ACTION ITEM
Copy out each line of the data that holds the string "would".

[Collection entries]

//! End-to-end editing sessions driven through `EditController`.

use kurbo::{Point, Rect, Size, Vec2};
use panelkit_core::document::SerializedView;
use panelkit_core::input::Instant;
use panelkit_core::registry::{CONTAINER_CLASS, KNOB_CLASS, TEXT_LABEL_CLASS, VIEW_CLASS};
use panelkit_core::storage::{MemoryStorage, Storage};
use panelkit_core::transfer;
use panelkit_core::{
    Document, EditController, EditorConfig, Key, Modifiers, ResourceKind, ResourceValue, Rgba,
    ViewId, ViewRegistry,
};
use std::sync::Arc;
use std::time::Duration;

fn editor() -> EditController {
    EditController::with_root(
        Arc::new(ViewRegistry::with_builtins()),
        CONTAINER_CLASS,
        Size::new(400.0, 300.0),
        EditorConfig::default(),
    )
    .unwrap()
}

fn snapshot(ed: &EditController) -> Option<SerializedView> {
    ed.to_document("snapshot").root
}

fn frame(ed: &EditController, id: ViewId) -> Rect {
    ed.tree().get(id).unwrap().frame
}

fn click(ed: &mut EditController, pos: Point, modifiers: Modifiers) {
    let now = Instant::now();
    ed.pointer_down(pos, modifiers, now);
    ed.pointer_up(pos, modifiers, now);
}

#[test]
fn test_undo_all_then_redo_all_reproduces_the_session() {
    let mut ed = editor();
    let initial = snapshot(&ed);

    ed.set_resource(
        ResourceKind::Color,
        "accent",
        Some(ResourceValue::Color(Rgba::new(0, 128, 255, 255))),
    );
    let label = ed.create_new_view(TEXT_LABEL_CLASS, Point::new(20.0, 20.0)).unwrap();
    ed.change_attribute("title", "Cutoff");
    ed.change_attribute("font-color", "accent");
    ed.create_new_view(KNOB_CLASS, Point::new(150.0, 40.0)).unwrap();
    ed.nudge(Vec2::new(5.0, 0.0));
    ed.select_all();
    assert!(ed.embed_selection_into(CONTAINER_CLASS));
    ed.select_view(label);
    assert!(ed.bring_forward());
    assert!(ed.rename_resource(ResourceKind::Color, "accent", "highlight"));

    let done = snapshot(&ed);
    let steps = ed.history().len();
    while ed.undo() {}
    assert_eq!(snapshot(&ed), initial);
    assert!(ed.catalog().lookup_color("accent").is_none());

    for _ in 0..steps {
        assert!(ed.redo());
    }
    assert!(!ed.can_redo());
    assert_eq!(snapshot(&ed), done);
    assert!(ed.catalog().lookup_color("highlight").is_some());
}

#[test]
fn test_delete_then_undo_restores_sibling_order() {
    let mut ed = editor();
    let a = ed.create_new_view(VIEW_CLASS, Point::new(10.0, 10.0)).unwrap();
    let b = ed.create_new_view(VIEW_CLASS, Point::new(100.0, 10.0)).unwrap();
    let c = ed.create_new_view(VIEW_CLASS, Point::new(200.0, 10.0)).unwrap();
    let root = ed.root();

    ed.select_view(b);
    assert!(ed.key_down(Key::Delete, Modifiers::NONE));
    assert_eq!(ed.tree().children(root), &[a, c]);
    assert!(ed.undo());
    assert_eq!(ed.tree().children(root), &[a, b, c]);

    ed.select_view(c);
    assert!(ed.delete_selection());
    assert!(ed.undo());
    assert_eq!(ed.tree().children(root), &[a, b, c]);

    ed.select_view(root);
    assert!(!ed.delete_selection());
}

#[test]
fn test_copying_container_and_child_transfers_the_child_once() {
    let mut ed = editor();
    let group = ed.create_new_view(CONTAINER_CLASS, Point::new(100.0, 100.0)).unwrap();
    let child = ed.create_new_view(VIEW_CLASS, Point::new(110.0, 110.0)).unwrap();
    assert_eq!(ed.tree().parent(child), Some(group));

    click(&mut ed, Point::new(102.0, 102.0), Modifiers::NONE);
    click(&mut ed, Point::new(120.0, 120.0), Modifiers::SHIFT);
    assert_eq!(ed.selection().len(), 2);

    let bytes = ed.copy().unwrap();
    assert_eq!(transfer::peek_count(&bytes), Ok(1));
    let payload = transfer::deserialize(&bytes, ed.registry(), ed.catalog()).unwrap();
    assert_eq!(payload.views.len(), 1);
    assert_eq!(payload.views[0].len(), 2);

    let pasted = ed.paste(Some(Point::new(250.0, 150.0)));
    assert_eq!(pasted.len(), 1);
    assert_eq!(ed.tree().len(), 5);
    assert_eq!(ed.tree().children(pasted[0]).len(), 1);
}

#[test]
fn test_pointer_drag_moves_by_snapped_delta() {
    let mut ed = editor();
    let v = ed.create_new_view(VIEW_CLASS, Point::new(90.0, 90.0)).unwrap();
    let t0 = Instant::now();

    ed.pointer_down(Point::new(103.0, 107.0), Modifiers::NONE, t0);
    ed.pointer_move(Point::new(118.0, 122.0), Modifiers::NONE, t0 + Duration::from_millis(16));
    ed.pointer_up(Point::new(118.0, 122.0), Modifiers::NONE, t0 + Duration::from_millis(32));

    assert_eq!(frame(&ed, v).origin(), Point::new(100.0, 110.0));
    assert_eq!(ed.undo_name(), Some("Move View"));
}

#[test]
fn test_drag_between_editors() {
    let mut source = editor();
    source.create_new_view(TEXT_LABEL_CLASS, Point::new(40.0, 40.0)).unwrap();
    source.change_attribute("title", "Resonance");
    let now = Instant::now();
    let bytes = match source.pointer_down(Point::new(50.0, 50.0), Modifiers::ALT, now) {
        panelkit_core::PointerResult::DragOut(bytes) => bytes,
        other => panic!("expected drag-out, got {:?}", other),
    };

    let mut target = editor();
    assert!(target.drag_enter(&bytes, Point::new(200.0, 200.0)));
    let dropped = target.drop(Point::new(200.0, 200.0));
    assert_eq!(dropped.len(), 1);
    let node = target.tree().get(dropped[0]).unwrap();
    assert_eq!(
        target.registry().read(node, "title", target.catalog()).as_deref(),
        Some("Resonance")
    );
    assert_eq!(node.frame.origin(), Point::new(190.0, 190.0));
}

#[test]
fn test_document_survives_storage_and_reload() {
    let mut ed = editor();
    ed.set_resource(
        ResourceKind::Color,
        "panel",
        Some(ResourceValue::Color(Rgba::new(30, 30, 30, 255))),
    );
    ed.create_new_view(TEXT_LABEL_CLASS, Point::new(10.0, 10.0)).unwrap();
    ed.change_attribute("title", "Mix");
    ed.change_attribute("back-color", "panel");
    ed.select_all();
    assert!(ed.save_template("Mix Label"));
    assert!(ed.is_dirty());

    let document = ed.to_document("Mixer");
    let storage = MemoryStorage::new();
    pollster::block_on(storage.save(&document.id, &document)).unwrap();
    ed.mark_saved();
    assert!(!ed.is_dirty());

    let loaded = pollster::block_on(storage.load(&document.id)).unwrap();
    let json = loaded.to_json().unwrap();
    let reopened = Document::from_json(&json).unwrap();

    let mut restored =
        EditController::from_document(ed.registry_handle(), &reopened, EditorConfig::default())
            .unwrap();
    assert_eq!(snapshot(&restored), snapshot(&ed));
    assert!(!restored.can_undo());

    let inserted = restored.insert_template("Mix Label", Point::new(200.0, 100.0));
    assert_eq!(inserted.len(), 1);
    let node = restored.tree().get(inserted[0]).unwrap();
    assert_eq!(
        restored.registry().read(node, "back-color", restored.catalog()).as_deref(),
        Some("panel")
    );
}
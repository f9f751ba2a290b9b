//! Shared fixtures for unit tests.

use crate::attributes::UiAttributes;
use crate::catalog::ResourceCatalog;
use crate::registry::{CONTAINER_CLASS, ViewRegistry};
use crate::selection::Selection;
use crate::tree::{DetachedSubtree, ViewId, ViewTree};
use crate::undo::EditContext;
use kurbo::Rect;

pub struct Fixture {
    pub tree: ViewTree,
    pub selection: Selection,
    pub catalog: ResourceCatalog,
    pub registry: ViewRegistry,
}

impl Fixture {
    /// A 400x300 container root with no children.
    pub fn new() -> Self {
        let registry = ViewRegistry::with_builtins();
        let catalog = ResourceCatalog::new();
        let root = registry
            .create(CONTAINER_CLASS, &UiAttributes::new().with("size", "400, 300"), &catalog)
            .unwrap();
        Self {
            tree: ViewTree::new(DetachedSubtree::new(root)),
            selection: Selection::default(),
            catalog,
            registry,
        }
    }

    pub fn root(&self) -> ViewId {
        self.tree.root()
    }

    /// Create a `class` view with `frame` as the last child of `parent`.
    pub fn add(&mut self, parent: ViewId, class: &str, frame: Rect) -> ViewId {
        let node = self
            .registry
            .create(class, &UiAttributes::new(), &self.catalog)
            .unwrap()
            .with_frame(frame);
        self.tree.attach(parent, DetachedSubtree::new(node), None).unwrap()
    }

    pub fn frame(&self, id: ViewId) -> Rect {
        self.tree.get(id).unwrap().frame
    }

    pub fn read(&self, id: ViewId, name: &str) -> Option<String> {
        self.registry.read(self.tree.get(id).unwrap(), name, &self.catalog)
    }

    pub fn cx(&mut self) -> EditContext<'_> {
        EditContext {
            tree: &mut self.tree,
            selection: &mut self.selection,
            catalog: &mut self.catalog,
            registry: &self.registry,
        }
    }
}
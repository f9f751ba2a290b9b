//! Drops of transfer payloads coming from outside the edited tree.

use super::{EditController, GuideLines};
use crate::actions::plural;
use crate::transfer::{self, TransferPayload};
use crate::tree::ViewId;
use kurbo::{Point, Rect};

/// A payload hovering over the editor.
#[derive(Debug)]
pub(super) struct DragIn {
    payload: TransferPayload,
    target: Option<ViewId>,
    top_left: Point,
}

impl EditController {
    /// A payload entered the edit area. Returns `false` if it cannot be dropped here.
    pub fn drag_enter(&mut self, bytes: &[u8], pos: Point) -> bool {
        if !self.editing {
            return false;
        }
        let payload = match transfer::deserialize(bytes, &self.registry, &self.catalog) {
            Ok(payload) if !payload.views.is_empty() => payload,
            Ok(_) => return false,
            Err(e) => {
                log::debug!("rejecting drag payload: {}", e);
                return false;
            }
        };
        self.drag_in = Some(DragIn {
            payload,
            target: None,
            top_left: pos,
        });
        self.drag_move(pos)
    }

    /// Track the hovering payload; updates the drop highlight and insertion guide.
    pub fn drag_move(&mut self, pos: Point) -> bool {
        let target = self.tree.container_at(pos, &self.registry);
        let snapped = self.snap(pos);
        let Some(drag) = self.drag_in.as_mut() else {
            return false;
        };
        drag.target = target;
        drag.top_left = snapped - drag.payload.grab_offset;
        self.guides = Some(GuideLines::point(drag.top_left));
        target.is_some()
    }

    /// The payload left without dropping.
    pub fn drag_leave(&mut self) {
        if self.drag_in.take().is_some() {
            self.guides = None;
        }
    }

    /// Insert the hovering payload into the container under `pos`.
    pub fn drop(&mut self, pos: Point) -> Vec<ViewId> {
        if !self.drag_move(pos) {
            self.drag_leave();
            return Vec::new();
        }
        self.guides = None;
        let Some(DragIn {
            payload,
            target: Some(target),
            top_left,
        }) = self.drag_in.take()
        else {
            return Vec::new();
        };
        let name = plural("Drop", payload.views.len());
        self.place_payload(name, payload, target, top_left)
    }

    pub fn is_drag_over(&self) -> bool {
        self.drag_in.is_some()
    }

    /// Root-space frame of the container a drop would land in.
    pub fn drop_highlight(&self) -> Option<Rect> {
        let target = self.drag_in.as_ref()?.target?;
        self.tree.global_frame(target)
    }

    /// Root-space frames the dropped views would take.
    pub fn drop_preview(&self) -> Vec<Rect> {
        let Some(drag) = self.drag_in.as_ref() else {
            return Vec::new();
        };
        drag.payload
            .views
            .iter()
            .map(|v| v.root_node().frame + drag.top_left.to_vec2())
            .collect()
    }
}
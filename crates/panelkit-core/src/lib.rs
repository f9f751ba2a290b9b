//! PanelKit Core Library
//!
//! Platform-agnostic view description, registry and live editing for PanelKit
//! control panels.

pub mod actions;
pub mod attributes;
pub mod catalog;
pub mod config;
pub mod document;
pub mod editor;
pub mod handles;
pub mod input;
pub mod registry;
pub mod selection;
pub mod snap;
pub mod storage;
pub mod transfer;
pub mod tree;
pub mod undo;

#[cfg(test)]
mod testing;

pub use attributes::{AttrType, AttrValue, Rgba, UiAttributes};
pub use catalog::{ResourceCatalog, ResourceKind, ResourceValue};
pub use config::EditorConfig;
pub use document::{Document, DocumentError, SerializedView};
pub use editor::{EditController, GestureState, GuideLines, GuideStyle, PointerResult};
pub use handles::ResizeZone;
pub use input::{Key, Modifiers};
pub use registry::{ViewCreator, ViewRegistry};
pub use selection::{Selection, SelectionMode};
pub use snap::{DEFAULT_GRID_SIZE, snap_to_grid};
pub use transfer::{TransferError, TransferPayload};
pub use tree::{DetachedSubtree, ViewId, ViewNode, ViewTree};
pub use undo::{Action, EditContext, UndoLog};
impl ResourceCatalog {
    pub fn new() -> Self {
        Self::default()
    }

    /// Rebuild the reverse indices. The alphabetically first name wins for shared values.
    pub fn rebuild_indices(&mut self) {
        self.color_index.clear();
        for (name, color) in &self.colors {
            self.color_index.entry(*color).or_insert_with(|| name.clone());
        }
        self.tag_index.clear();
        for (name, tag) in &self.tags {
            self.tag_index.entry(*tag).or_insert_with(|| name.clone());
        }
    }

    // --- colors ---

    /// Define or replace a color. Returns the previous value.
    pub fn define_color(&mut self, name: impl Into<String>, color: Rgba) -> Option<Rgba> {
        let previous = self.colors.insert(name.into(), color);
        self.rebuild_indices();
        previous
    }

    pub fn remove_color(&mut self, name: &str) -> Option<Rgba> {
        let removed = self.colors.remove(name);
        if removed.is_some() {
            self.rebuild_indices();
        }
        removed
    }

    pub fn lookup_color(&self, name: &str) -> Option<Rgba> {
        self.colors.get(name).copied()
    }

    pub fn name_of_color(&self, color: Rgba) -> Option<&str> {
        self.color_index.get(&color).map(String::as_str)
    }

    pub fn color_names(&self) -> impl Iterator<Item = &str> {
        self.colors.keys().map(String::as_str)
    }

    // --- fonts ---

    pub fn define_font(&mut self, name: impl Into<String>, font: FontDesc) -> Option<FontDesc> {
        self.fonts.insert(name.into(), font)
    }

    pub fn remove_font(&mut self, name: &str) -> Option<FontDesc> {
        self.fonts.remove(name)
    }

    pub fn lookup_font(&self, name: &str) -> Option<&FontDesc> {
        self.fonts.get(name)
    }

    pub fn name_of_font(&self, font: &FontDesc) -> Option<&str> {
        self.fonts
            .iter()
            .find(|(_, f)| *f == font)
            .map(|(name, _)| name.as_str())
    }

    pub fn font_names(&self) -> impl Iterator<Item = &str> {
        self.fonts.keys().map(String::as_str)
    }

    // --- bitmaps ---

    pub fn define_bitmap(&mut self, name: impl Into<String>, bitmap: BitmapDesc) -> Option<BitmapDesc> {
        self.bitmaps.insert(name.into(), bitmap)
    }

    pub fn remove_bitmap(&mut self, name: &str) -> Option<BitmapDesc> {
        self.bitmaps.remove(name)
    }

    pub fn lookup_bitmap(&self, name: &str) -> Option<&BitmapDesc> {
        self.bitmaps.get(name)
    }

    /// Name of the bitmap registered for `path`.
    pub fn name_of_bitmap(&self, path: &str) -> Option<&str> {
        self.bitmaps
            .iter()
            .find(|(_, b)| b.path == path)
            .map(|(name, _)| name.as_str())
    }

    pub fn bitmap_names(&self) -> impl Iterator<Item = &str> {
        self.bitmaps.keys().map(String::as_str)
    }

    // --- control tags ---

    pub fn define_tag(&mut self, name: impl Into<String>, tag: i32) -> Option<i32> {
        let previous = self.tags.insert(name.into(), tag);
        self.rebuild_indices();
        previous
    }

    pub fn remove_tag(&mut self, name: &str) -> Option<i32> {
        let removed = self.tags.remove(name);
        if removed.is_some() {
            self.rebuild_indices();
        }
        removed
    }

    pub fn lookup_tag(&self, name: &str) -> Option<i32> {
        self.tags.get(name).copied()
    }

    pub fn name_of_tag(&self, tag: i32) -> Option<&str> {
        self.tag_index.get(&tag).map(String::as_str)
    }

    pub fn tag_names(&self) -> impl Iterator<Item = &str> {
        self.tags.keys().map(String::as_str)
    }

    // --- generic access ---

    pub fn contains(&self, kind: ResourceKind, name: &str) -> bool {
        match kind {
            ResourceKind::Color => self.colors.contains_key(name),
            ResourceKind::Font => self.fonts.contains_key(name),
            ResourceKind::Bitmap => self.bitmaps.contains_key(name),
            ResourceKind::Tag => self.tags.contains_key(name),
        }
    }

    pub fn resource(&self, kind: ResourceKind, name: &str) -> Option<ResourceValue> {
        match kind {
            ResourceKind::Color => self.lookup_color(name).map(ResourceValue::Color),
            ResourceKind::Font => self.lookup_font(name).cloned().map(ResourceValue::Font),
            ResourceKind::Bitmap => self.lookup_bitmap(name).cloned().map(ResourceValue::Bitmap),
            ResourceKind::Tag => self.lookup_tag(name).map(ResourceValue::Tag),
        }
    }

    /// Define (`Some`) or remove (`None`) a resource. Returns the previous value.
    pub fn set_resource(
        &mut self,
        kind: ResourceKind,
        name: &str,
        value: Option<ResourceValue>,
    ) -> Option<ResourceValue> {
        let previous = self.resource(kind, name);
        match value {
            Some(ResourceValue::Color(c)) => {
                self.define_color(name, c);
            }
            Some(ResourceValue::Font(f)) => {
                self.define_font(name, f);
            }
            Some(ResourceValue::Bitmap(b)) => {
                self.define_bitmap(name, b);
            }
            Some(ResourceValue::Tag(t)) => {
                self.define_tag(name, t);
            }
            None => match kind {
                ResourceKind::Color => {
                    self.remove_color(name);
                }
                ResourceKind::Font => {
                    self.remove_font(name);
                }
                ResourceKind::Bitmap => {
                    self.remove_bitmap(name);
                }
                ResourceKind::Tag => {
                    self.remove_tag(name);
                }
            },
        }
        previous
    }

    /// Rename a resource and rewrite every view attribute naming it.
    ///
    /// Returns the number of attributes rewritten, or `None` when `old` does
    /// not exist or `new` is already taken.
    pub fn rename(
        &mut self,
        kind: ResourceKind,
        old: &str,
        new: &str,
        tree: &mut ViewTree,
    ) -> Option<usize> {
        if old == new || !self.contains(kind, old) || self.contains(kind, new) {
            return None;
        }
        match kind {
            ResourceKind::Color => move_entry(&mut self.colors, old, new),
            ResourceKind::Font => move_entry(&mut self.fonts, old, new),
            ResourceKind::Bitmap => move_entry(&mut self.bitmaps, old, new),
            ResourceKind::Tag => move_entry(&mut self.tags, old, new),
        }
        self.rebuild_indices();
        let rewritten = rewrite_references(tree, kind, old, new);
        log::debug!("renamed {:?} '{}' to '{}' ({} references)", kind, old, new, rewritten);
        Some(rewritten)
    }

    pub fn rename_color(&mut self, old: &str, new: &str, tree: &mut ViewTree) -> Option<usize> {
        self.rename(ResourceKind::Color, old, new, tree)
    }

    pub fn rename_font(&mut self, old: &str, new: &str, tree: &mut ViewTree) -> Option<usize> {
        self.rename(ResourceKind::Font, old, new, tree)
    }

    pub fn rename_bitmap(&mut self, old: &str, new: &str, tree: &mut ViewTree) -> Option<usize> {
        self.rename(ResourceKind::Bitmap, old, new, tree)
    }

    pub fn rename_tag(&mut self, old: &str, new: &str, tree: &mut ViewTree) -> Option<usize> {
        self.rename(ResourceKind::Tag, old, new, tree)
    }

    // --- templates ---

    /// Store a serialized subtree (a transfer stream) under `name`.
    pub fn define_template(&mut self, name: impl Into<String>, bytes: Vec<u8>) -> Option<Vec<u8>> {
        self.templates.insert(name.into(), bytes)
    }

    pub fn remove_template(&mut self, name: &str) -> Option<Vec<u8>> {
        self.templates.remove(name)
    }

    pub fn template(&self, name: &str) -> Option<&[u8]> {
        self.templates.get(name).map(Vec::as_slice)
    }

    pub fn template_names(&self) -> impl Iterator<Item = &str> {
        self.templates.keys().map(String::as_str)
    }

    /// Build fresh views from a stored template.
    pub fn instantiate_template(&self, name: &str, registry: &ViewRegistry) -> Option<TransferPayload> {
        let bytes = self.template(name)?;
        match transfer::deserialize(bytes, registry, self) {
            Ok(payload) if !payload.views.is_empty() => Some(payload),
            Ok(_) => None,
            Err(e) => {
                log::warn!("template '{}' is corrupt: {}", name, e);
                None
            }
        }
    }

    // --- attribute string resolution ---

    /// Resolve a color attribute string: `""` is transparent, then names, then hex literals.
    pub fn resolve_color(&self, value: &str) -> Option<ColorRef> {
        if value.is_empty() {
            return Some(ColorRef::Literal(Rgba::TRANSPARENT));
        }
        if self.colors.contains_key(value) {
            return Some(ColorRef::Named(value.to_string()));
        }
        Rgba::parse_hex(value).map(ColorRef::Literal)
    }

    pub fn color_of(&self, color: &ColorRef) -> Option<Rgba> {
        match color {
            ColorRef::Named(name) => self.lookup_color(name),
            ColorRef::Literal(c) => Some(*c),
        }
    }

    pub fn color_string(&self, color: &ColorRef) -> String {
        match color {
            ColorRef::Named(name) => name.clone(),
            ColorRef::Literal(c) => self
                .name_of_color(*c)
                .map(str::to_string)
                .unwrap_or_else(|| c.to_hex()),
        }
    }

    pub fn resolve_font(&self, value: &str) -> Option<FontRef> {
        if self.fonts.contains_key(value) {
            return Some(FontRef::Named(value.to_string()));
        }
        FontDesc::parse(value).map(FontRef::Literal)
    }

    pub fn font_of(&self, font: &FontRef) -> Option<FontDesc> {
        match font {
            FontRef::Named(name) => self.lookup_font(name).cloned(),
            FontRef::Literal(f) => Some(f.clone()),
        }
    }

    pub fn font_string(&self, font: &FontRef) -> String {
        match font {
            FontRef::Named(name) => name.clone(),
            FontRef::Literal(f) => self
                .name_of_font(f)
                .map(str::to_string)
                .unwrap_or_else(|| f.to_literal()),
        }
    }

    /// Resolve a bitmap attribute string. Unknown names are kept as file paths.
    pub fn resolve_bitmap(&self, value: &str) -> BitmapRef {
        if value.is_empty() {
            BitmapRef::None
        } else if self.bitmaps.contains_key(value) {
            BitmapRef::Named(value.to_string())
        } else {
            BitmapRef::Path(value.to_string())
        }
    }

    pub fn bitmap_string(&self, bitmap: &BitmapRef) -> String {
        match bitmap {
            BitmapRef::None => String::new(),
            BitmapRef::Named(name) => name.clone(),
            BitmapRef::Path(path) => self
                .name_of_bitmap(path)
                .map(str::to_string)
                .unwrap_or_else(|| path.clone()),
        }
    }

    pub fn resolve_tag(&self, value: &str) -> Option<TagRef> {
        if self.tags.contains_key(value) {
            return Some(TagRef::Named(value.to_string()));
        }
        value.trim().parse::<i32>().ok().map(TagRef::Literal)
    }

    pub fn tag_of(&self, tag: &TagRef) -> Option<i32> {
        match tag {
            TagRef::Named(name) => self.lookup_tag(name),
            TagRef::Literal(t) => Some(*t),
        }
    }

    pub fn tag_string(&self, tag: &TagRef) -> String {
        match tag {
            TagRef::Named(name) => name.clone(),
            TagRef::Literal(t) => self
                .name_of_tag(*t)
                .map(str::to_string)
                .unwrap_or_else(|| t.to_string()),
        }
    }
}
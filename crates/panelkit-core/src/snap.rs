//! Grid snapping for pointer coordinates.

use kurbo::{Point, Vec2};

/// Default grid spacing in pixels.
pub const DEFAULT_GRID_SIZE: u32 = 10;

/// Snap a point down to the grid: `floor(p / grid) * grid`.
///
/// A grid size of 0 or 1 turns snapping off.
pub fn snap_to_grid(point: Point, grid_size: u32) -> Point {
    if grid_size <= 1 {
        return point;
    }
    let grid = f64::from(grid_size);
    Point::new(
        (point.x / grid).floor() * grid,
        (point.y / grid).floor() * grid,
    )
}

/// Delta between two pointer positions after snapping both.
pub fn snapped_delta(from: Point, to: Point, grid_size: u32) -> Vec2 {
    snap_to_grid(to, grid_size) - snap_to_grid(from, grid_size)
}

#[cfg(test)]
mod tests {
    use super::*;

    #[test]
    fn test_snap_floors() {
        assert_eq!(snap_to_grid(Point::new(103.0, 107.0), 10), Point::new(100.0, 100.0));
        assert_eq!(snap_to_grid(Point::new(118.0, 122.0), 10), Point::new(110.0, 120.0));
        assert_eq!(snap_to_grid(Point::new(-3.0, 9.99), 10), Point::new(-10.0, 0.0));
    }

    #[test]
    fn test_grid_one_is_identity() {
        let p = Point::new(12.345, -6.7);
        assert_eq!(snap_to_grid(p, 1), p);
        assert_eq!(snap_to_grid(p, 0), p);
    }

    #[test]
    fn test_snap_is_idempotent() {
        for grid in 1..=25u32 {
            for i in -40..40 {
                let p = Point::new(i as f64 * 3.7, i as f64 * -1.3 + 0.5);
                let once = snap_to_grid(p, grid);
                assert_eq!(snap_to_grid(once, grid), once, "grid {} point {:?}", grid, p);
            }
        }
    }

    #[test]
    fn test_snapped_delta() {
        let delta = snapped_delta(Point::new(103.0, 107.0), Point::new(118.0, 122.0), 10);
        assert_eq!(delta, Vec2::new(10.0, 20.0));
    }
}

REPLY TO THE TASK
    /// Root-space frame of the container a drop would land in.
    /// Root-space frames the dropped views would take.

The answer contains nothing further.